## DIRECTIONS FOR THIS TASK
From the line with "set when non-blank" to the line with "pub struct FieldNormalizer", retype every line exactly, including those two, and leave out the rest of the data below.

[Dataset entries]
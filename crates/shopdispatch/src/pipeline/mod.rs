pub mod runner;
pub mod snapshot;

pub use runner::Pipeline;
pub use snapshot::{DashboardRow, DashboardSnapshot};
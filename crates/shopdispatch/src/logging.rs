//! Tracing initialization for binaries and tests embedding the crate.

use tracing_subscriber::EnvFilter;

/// Installs the global tracing subscriber and the `log` bridge. Safe to
/// call more than once; later calls are no-ops.
pub fn init_tracing() {
    let filter = EnvFilter::try_from_default_env().unwrap_or_else(|_| EnvFilter::new("info"));
    if tracing_subscriber::fmt()
        .with_env_filter(filter)
        .try_init()
        .is_ok()
    {
        return;
    }

    // A subscriber is already installed; still bridge `log` records into
    // tracing if nothing claimed the logger yet.
    let _ = tracing_log::LogTracer::init();
}
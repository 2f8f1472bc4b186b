//! Canonical record types produced by the load/enrich pipeline.

use chrono::NaiveDate;
use serde::{Deserialize, Serialize};

/// One job after normalization and enrichment — the unit of truth for the
/// dashboard. Rebuilt wholesale on every refresh; never mutated in place.
#[derive(Debug, Clone, PartialEq, Serialize, Deserialize)]
pub struct CanonicalJobRecord {
    /// Primary key. Non-empty, unique within one load cycle.
    pub job_id: String,
    pub order_id: String,
    pub part_number: String,
    pub description: String,
    pub customer_name: String,
    /// Defaults to false when the source field is blank or missing.
    pub is_engineered: bool,
    pub order_qty: f64,
    pub qty_completed: f64,
    pub due_date: Option<NaiveDate>,
    pub need_by_date: Option<NaiveDate>,
    /// Most recent labor date across all matching labor rows.
    pub last_labor_date: Option<NaiveDate>,
    /// Sum of hours across all matching labor rows.
    pub total_labor_hours: f64,
    pub is_esi: bool,
    /// Absent when the inventory source is unavailable for the whole load.
    pub inventory_on_hand: Option<f64>,
    /// True when the material-not-issued source reports required > issued
    /// for this job.
    pub has_material_shortage: bool,
}

impl CanonicalJobRecord {
    /// Quantity still to produce. Never negative.
    pub fn remaining_qty(&self) -> f64 {
        (self.order_qty - self.qty_completed).max(0.0)
    }
}
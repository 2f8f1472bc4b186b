use std::path::PathBuf;
use std::time::Duration;

use serde::{Deserialize, Serialize};

#[derive(Debug, Clone, Serialize, Deserialize)]
pub struct Config {
    pub version: String,
    pub sources: SourcesConfig,
    #[serde(default)]
    pub database_path: Option<PathBuf>,
    #[serde(default = "default_refresh_interval_secs")]
    pub refresh_interval_secs: u64,
}

fn default_refresh_interval_secs() -> u64 {
    300
}

impl Config {
    pub fn refresh_interval(&self) -> Duration {
        Duration::from_secs(self.refresh_interval_secs)
    }

    /// Configured database path, or the per-user default location.
    pub fn database_path(&self) -> Option<PathBuf> {
        self.database_path
            .clone()
            .or_else(crate::db::default_database_path)
    }
}

/// File paths for each source. Only the primary job table is required.
#[derive(Debug, Clone, Serialize, Deserialize)]
pub struct SourcesConfig {
    pub order_jobs: PathBuf,
    #[serde(default)]
    pub labor_history: Option<PathBuf>,
    #[serde(default)]
    pub order_backlog: Option<PathBuf>,
    #[serde(default)]
    pub part_inventory: Option<PathBuf>,
    #[serde(default)]
    pub material_not_issued: Option<PathBuf>,
}
//! Minimal CSV reading for ERP snapshot exports.
//!
//! Handles quoted fields, doubled quotes, embedded newlines, and CRLF line
//! endings. Field-count mismatches are left to the typed-row builders, which
//! skip and count malformed rows.

use std::io;
use std::path::Path;

/// A raw CSV table: header row plus data rows, all as untyped text.
#[derive(Debug, Clone)]
pub struct CsvTable {
    pub header: Vec<String>,
    pub rows: Vec<Vec<String>>,
}

impl CsvTable {
    /// Resolves a column index by header name, ignoring case and padding.
    pub fn column(&self, name: &str) -> Option<usize> {
        self.header
            .iter()
            .position(|h| h.trim().eq_ignore_ascii_case(name))
    }
}

/// Reads a CSV file whose first record is a header row.
pub fn read_table(path: &Path) -> io::Result<CsvTable> {
    let mut records = read_records(path)?;
    if records.is_empty() {
        return Ok(CsvTable {
            header: Vec::new(),
            rows: Vec::new(),
        });
    }
    let header = records.remove(0);
    Ok(CsvTable {
        header,
        rows: records,
    })
}

/// Reads a headerless CSV file as raw records.
pub fn read_records(path: &Path) -> io::Result<Vec<Vec<String>>> {
    let content = std::fs::read_to_string(path)?;
    Ok(parse_records(&content))
}

/// Parses CSV text into records.
pub fn parse_records(content: &str) -> Vec<Vec<String>> {
    let mut records = Vec::new();
    let mut record: Vec<String> = Vec::new();
    let mut field = String::new();
    let mut in_quotes = false;
    let mut chars = content.chars().peekable();

    while let Some(c) = chars.next() {
        if in_quotes {
            match c {
                '"' => {
                    // Doubled quote is an escaped quote; anything else ends
                    // the quoted section.
                    if chars.peek() == Some(&'"') {
                        chars.next();
                        field.push('"');
                    } else {
                        in_quotes = false;
                    }
                }
                _ => field.push(c),
            }
        } else {
            match c {
                '"' => in_quotes = true,
                ',' => record.push(std::mem::take(&mut field)),
                '\r' => {}
                '\n' => {
                    record.push(std::mem::take(&mut field));
                    let blank_line = record.len() == 1 && record[0].is_empty();
                    if blank_line {
                        record.clear();
                    } else {
                        records.push(std::mem::take(&mut record));
                    }
                }
                _ => field.push(c),
            }
        }
    }

    // Final record when the file lacks a trailing newline.
    if !field.is_empty() || !record.is_empty() {
        record.push(field);
        records.push(record);
    }

    records
}
//! Field normalization — the single choke point where raw export text
//! becomes a typed value or `Absent`.
//!
//! Malformed input never aborts a load: every failure degrades to a default
//! (or `Absent`) and is reported to the caller through the `coerced` flag so
//! row-level diagnostics can be recorded.

use chrono::NaiveDate;
use regex::Regex;

/// Target type for a raw field.
#[derive(Debug, Clone, Copy, PartialEq, Eq)]
pub enum FieldKind {
    Bool,
    Number,
    Date,
    Text,
}

/// A normalized field value. `Absent` means blank or unparseable; callers
/// apply field-specific defaults (typically 0 for numbers, "" for text).
#[derive(Debug, Clone, PartialEq)]
pub enum CanonicalValue {
    Bool(bool),
    Number(f64),
    Date(NaiveDate),
    Text(String),
    Absent,
}

impl CanonicalValue {
    pub fn is_absent(&self) -> bool {
        matches!(self, CanonicalValue::Absent)
    }

    /// Boolean view; anything that is not `Bool(true)` reads as false.
    pub fn as_bool(&self) -> bool {
        matches!(self, CanonicalValue::Bool(true))
    }

    pub fn as_number(&self) -> Option<f64> {
        match self {
            CanonicalValue::Number(n) => Some(*n),
            _ => None,
        }
    }

    pub fn as_date(&self) -> Option<NaiveDate> {
        match self {
            CanonicalValue::Date(d) => Some(*d),
            _ => None,
        }
    }

    /// Text view with the "" default applied.
    pub fn into_text(self) -> String {
        match self {
            CanonicalValue::Text(s) => s,
            _ => String::new(),
        }
    }

    /// Canonical textual rendering. Feeding the rendering back through
    /// `normalize` with the same kind yields the same value.
    pub fn render(&self) -> String {
        match self {
            CanonicalValue::Bool(b) => b.to_string(),
            CanonicalValue::Number(n) => n.to_string(),
            CanonicalValue::Date(d) => d.format("%Y-%m-%d").to_string(),
            CanonicalValue::Text(s) => s.clone(),
            CanonicalValue::Absent => String::new(),
        }
    }
}

/// Result of normalizing one raw field. `coerced` is set when non-blank
/// input failed to parse for its kind and a default was substituted.
#[derive(Debug, Clone, PartialEq)]
pub struct NormalizedField {
    pub value: CanonicalValue,
    pub coerced: bool,
}

impl NormalizedField {
    fn clean(value: CanonicalValue) -> Self {
        Self {
            value,
            coerced: false,
        }
    }

    fn coerced(value: CanonicalValue) -> Self {
        Self {
            value,
            coerced: true,
        }
    }
}

/// Date formats accepted by the normalizer: US slash dates (4- and 2-digit
/// year) and ISO.
const DATE_FORMATS: &[&str] = &["%m/%d/%Y", "%Y-%m-%d", "%m/%d/%y"];

/// Normalizer with its cleanup pattern compiled once up front.
pub struct FieldNormalizer {
    /// Thousands separators, currency symbols, and inner whitespace that
    /// ERP exports sprinkle into numeric cells.
    numeric_junk: Regex,
}

impl FieldNormalizer {
    pub fn new() -> Self {
        Self {
            numeric_junk: Regex::new(r"[,\s$€£]").expect("literal pattern compiles"),
        }
    }

    pub fn normalize(&self, raw: &str, kind: FieldKind) -> NormalizedField {
        match kind {
            FieldKind::Bool => self.normalize_bool(raw),
            FieldKind::Number => self.normalize_number(raw),
            FieldKind::Date => self.normalize_date(raw),
            FieldKind::Text => self.normalize_text(raw),
        }
    }

    fn normalize_bool(&self, raw: &str) -> NormalizedField {
        let lowered = raw.trim().to_ascii_lowercase();
        match lowered.as_str() {
            "true" | "yes" | "1" | "y" => NormalizedField::clean(CanonicalValue::Bool(true)),
            "false" | "no" | "0" | "n" | "" => NormalizedField::clean(CanonicalValue::Bool(false)),
            other => {
                log::warn!("Unrecognized boolean value '{}', defaulting to false", other);
                NormalizedField::coerced(CanonicalValue::Bool(false))
            }
        }
    }

    fn normalize_number(&self, raw: &str) -> NormalizedField {
        let trimmed = raw.trim();
        if trimmed.is_empty() {
            return NormalizedField::clean(CanonicalValue::Absent);
        }

        let cleaned = self.numeric_junk.replace_all(trimmed, "");
        match cleaned.parse::<f64>() {
            Ok(n) if n.is_finite() => NormalizedField::clean(CanonicalValue::Number(n)),
            _ => NormalizedField::coerced(CanonicalValue::Absent),
        }
    }

    fn normalize_date(&self, raw: &str) -> NormalizedField {
        let trimmed = raw.trim();
        if trimmed.is_empty() {
            return NormalizedField::clean(CanonicalValue::Absent);
        }

        // Tolerate a trailing time component ("3/5/2024 14:30", ISO 'T').
        let date_part = trimmed
            .split(|c: char| c == 'T' || c.is_whitespace())
            .next()
            .unwrap_or(trimmed);

        match DATE_FORMATS
            .iter()
            .find_map(|fmt| NaiveDate::parse_from_str(date_part, fmt).ok())
        {
            Some(date) => NormalizedField::clean(CanonicalValue::Date(date)),
            None => NormalizedField::coerced(CanonicalValue::Absent),
        }
    }

    fn normalize_text(&self, raw: &str) -> NormalizedField {
        let trimmed = raw.trim();
        if trimmed.is_empty() {
            NormalizedField::clean(CanonicalValue::Absent)
        } else {
            NormalizedField::clean(CanonicalValue::Text(trimmed.to_string()))
        }
    }
}

impl Default for FieldNormalizer {
    fn default() -> Self {
        Self::new()
    }
}
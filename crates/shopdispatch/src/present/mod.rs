//! Presentation mapping — status and overlay flags to display tokens.
//!
//! Pure table lookup; the rendering layer decides what to do with the hex
//! values. Past-due overrides the status color. ESI and material shortage
//! are badges, never row backgrounds, so they cannot conflict with the
//! status color.

use serde::Serialize;

use crate::status::Status;

/// Row background color.
#[derive(Debug, Clone, Copy, PartialEq, Eq, Serialize)]
#[serde(rename_all = "snake_case")]
pub enum ColorToken {
    PastDue,
    Unengineered,
    InWork,
    CanShip,
    PartialInventory,
    NotStarted,
}

impl ColorToken {
    pub fn hex(self) -> &'static str {
        match self {
            ColorToken::PastDue => "#FF6B6B",
            ColorToken::Unengineered => "#ADD8E6",
            ColorToken::InWork => "#90EE90",
            ColorToken::CanShip => "#90EE90",
            ColorToken::PartialInventory => "#FFD93D",
            ColorToken::NotStarted => "#FFFFFF",
        }
    }
}

/// Supplemental badge rendered next to the row.
#[derive(Debug, Clone, Copy, PartialEq, Eq, Serialize)]
#[serde(rename_all = "snake_case")]
pub enum Badge {
    Esi,
    MaterialShortage,
}

impl Badge {
    pub fn label(self) -> &'static str {
        match self {
            Badge::Esi => "ESI",
            Badge::MaterialShortage => "Material",
        }
    }

    pub fn hex(self) -> &'static str {
        match self {
            Badge::Esi => "#87CEEB",
            Badge::MaterialShortage => "#FFB6C1",
        }
    }
}

/// Row color for a status, with the past-due override applied.
pub fn color_for(status: Status, is_past_due: bool) -> ColorToken {
    if is_past_due {
        return ColorToken::PastDue;
    }
    match status {
        Status::Unengineered => ColorToken::Unengineered,
        Status::InWork => ColorToken::InWork,
        Status::CanShip => ColorToken::CanShip,
        Status::PartialInventory => ColorToken::PartialInventory,
        Status::NotStarted => ColorToken::NotStarted,
    }
}

pub fn badges_for(is_esi: bool, has_material_shortage: bool) -> Vec<Badge> {
    let mut badges = Vec::new();
    if is_esi {
        badges.push(Badge::Esi);
    }
    if has_material_shortage {
        badges.push(Badge::MaterialShortage);
    }
    badges
}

## SOLUTION TO THIS PROBLEM
/// Result of normalizing one raw field. `coerced` is set when non-blank
/// input failed to parse for its kind and a default was substituted.
#[derive(Debug, Clone, PartialEq)]
pub struct NormalizedField {
    pub value: CanonicalValue,
    pub coerced: bool,
}

impl NormalizedField {
    fn clean(value: CanonicalValue) -> Self {
        Self {
            value,
            coerced: false,
        }
    }

    fn coerced(value: CanonicalValue) -> Self {
        Self {
            value,
            coerced: true,
        }
    }
}

/// Date formats accepted by the normalizer: US slash dates (4- and 2-digit
/// year) and ISO.
const DATE_FORMATS: &[&str] = &["%m/%d/%Y", "%Y-%m-%d", "%m/%d/%y"];

/// Normalizer with its cleanup pattern compiled once up front.
pub struct FieldNormalizer {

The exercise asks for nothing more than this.